In 1963, he established his residence in New York, where he created a mural-collage for the Spanish Pavilion at the New York World’s Fair. He initiated relationships with the Bertha Schaefer Gallery and the Juana Mordó Gallery, showcasing his work on multiple occasions. He returned to Madrid in 1966, where he permanently settled and continues to reside to this day. His artwork is featured in prominent collections such as the MNCARS, Fundación Juan March, Atheneum Museum (Helsinki), Musée National d’Art Moderne (Paris), The Museum of Modern Art (New York), The National Museum of Modern Art (Tokyo), and The Solomon R. Guggenheim Museum (New York).

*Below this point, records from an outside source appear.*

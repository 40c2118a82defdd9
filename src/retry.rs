//! Retry policy for backing-store calls.
//!
//! Semantics:
//! - `max_attempts` counts total attempts (initial try + retries).
//! - Only `ResilienceError::Inner(E)` values accepted by `should_retry` are retried; every other
//!   variant (including `CircuitOpen`) returns immediately.
//! - The delay before retry `n` is `jitter(backoff.delay(n))`, drawn from the injected
//!   [`RandomSource`].
//! - Cancellation is checked before each attempt and raced against each sleep. A cancelled call
//!   returns `ResilienceError::Cancelled`; the attempt in flight is never interrupted.
//!
//! ```rust
//! use std::time::Duration;
//! use windowgate::{Backoff, CancelToken, InstantSleeper, Jitter, ResilienceError, RetryPolicy, StoreError};
//!
//! # tokio::runtime::Runtime::new().unwrap().block_on(async {
//! let policy = RetryPolicy::<StoreError>::builder()
//!     .max_attempts(3)
//!     .backoff(Backoff::exponential(Duration::from_millis(10)))
//!     .with_jitter(Jitter::None)
//!     .with_sleeper(InstantSleeper)
//!     .build()
//!     .unwrap();
//! let result: Result<(), _> = policy
//!     .execute(&CancelToken::new(), move || async move {
//!         Err(ResilienceError::Inner(StoreError::Connection("refused".into())))
//!     })
//!     .await;
//! assert!(result.unwrap_err().is_retry_exhausted());
//! # });
//! ```

use crate::cancel::CancelToken;
use crate::error::MAX_RETRY_FAILURES;
use crate::random::{RandomSource, ThreadRandom};
use crate::{Backoff, Jitter, ResilienceError, Sleeper, TokioSleeper};
use std::collections::VecDeque;
use std::future::Future;
use std::sync::Arc;
use std::time::Duration;

/// Retry policy combining backoff, jitter, predicate, sleeper, and randomness.
#[derive(Clone)]
pub struct RetryPolicy<E> {
    max_attempts: usize,
    backoff: Backoff,
    jitter: Jitter,
    should_retry: Arc<dyn Fn(&E) -> bool + Send + Sync>,
    sleeper: Arc<dyn Sleeper>,
    random: Arc<dyn RandomSource>,
}

impl<E> std::fmt::Debug for RetryPolicy<E> {
    fn fmt(&self, f: &mut std::fmt::Formatter<'_>) -> std::fmt::Result {
        f.debug_struct("RetryPolicy")
            .field("max_attempts", &self.max_attempts)
            .field("backoff", &self.backoff)
            .field("jitter", &self.jitter)
            .field("sleeper", &self.sleeper)
            .field("should_retry", &"<predicate>")
            .finish()
    }
}

impl<E> RetryPolicy<E> {
    /// Construct a new builder with defaults.
    pub fn builder() -> RetryPolicyBuilder<E> {
        RetryPolicyBuilder::new()
    }

    pub fn max_attempts(&self) -> usize {
        self.max_attempts
    }

    /// Upper bound on the total time spent sleeping between attempts.
    pub fn worst_case_backoff(&self) -> Duration {
        (1..self.max_attempts)
            .map(|n| self.backoff.delay(n).mul_f64(self.jitter.max_factor()))
            .sum()
    }

    /// Execute `operation` with retry semantics, observing `cancel` between attempts.
    pub async fn execute<T, Fut, Op>(
        &self,
        cancel: &CancelToken,
        mut operation: Op,
    ) -> Result<T, ResilienceError<E>>
    where
        Fut: Future<Output = Result<T, ResilienceError<E>>>,
        Op: FnMut() -> Fut,
    {
        let mut failures: VecDeque<E> = VecDeque::new();
        let mut attempt = 0;

        loop {
            if cancel.is_cancelled() {
                return Err(ResilienceError::Cancelled);
            }

            let err = match operation().await {
                Ok(value) => return Ok(value),
                Err(ResilienceError::Inner(e)) if (self.should_retry)(&e) => e,
                Err(e) => return Err(e),
            };

            attempt += 1;
            failures.push_back(err);
            if failures.len() > MAX_RETRY_FAILURES {
                failures.pop_front();
            }

            if attempt >= self.max_attempts {
                tracing::warn!(attempts = attempt, "retry exhausted");
                return Err(ResilienceError::retry_exhausted(attempt, failures.into()));
            }

            let delay = self.jitter.apply(self.backoff.delay(attempt), self.random.as_ref());
            tracing::debug!(
                attempt,
                max_attempts = self.max_attempts,
                delay_ms = delay.as_millis() as u64,
                "retrying after backoff"
            );

            tokio::select! {
                biased;
                _ = cancel.cancelled() => return Err(ResilienceError::Cancelled),
                _ = self.sleeper.sleep(delay) => {}
            }
        }
    }
}

/// Errors produced while building a retry policy.
#[derive(Debug, Clone, PartialEq, Eq, thiserror::Error)]
pub enum BuildError {
    #[error("max_attempts must be > 0 (got {0})")]
    InvalidMaxAttempts(usize),
}

/// Builder for `RetryPolicy`.
pub struct RetryPolicyBuilder<E> {
    max_attempts: usize,
    backoff: Backoff,
    jitter: Jitter,
    should_retry: Arc<dyn Fn(&E) -> bool + Send + Sync>,
    sleeper: Arc<dyn Sleeper>,
    random: Arc<dyn RandomSource>,
}

impl<E> RetryPolicyBuilder<E> {
    /// Defaults: 6 attempts, 25ms exponential backoff capped at 400ms, ±20% jitter.
    pub fn new() -> Self {
        Self {
            max_attempts: 6,
            backoff: Backoff::exponential(Duration::from_millis(25))
                .with_max(Duration::from_millis(400))
                .unwrap_or(Backoff::constant(Duration::from_millis(25))),
            jitter: Jitter::Symmetric(0.2),
            should_retry: Arc::new(|_: &E| true),
            sleeper: Arc::new(TokioSleeper),
            random: Arc::new(ThreadRandom),
        }
    }

    /// Set total attempts (initial + retries). Must be > 0.
    pub fn max_attempts(mut self, attempts: usize) -> Self {
        self.max_attempts = attempts;
        self
    }

    pub fn backoff(mut self, backoff: Backoff) -> Self {
        self.backoff = backoff;
        self
    }

    pub fn with_jitter(mut self, jitter: Jitter) -> Self {
        self.jitter = jitter;
        self
    }

    /// Predicate to decide if an `Inner` error is retryable.
    pub fn should_retry<F>(mut self, predicate: F) -> Self
    where
        F: Fn(&E) -> bool + Send + Sync + 'static,
    {
        self.should_retry = Arc::new(predicate);
        self
    }

    pub fn with_sleeper<S>(mut self, sleeper: S) -> Self
    where
        S: Sleeper + 'static,
    {
        self.sleeper = Arc::new(sleeper);
        self
    }

    /// Share an existing sleeper.
    pub fn with_shared_sleeper(mut self, sleeper: Arc<dyn Sleeper>) -> Self {
        self.sleeper = sleeper;
        self
    }

    pub fn with_random(mut self, random: Arc<dyn RandomSource>) -> Self {
        self.random = random;
        self
    }

    pub fn build(self) -> Result<RetryPolicy<E>, BuildError> {
        if self.max_attempts == 0 {
            return Err(BuildError::InvalidMaxAttempts(0));
        }
        Ok(RetryPolicy {
            max_attempts: self.max_attempts,
            backoff: self.backoff,
            jitter: self.jitter,
            should_retry: self.should_retry,
            sleeper: self.sleeper,
            random: self.random,
        })
    }
}

impl<E> Default for RetryPolicyBuilder<E> {
    fn default() -> Self {
        Self::new()
    }
}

As an artist with a continuous spirit of inquiry, Farreras initially explored geometric figurative painting influenced by Cubism. During his time in Paris, he evolved towards geometric abstraction, gradually transitioning to Informalism. In the late 1950s and throughout the 1960s, he experimented with the plastic possibilities of tissue paper, combining it with various types of paint such as oil, tempera, or wax. Collage became his preferred technique. In the late 1960s, his color palette lightened, incorporating figurative elements sourced from fragments of posters and other printed papers. In the 1970s, he expanded the size of his works. In 1982, he created a mural-collage at Madrid-Barajas Airport, marking a substantial shift in his artistic approach as he moved away from flat surfaces and embarked on a new phase of volumetric works he called “coudrages,” created with plywood filled with foam rubber and covered in sewn fabric. From 1988, he dedicated himself exclusively to wooden reliefs, using salvaged and discarded materials. Around 2004, he started working on nearly flat surfaces with new materials, displaying a clear synthetic intention.